BEGIN
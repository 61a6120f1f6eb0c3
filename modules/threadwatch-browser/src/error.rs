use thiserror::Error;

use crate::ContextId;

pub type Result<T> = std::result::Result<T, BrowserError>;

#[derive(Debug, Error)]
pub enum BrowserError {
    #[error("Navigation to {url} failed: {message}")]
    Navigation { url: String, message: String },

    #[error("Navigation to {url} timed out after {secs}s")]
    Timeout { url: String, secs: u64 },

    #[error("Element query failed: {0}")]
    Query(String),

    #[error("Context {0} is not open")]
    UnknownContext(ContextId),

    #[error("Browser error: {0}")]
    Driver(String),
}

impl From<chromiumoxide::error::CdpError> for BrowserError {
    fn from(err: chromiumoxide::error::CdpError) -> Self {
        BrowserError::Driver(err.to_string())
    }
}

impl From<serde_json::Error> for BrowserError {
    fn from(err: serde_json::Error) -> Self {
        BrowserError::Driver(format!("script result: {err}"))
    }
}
END
BEGIN
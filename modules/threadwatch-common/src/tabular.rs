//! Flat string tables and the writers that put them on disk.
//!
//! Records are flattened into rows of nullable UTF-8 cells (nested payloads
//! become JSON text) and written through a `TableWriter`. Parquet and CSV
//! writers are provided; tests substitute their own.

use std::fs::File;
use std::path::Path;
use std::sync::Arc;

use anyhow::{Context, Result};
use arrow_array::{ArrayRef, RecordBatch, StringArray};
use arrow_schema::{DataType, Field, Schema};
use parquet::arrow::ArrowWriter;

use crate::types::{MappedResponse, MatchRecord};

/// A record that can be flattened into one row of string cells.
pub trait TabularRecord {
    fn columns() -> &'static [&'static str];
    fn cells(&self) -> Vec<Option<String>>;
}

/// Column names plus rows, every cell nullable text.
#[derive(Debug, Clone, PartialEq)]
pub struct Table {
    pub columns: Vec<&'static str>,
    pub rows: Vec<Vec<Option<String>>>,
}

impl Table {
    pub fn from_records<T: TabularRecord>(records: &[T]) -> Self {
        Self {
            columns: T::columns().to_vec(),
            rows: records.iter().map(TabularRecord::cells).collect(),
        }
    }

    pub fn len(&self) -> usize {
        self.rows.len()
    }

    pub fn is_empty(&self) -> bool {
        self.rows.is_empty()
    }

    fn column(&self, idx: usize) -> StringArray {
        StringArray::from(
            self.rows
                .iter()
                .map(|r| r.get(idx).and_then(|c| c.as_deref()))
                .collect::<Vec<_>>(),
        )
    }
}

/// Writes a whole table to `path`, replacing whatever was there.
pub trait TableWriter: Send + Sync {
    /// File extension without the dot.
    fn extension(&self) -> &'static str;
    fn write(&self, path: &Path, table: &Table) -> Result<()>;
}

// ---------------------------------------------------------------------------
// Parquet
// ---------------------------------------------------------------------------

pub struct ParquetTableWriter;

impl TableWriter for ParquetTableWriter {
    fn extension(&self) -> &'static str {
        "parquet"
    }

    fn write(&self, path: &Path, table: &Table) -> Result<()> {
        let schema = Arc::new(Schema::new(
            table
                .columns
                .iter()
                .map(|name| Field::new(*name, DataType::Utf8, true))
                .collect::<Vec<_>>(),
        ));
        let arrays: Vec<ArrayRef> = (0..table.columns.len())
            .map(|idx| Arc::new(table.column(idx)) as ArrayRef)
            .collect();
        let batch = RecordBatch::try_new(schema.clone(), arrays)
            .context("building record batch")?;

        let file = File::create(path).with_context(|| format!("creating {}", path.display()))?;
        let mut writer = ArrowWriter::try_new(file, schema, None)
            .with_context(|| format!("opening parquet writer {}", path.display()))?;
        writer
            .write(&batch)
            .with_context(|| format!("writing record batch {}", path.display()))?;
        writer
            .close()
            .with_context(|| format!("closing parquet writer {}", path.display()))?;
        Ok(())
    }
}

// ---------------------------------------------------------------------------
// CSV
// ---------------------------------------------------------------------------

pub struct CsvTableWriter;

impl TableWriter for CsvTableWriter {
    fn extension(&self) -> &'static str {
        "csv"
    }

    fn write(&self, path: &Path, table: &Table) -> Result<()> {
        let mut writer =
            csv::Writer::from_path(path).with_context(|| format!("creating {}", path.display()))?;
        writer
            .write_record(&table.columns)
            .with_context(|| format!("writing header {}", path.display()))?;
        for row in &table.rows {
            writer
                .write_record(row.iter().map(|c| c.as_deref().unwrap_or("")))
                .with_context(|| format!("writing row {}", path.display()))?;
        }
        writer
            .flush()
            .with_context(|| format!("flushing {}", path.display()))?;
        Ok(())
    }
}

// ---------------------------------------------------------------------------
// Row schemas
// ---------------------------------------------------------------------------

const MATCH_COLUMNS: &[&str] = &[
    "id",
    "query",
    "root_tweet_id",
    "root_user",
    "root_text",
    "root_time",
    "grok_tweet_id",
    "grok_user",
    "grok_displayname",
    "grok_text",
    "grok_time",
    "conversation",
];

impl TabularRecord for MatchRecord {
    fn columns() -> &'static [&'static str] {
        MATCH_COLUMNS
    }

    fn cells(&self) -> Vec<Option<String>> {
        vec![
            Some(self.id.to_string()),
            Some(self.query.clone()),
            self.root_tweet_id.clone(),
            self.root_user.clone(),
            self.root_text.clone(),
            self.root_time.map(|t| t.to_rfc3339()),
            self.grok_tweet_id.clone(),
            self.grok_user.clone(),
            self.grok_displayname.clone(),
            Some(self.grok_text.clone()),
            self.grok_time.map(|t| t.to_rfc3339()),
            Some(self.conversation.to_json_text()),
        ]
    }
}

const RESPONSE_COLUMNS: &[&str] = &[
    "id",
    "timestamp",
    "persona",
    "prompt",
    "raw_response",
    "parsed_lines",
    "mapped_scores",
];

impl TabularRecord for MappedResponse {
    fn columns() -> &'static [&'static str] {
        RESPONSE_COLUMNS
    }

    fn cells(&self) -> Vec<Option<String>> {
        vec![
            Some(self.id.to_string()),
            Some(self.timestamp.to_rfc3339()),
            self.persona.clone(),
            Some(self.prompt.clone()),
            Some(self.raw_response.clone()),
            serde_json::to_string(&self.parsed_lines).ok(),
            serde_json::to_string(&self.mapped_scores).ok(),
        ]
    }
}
END
Of the entries above, transcribe exactly those lines that fall between the line containing "repository 61a6120f1f6eb0c3" and the line containing "String, message: String", together with those two lines.

repository 61a6120f1f6eb0c3
filename modules/threadwatch-browser/src/error.rs
use thiserror::Error;

use crate::ContextId;

pub type Result<T> = std::result::Result<T, BrowserError>;

#[derive(Debug, Error)]
pub enum BrowserError {
    #[error("Navigation to {url} failed: {message}")]
    Navigation { url: String, message: String },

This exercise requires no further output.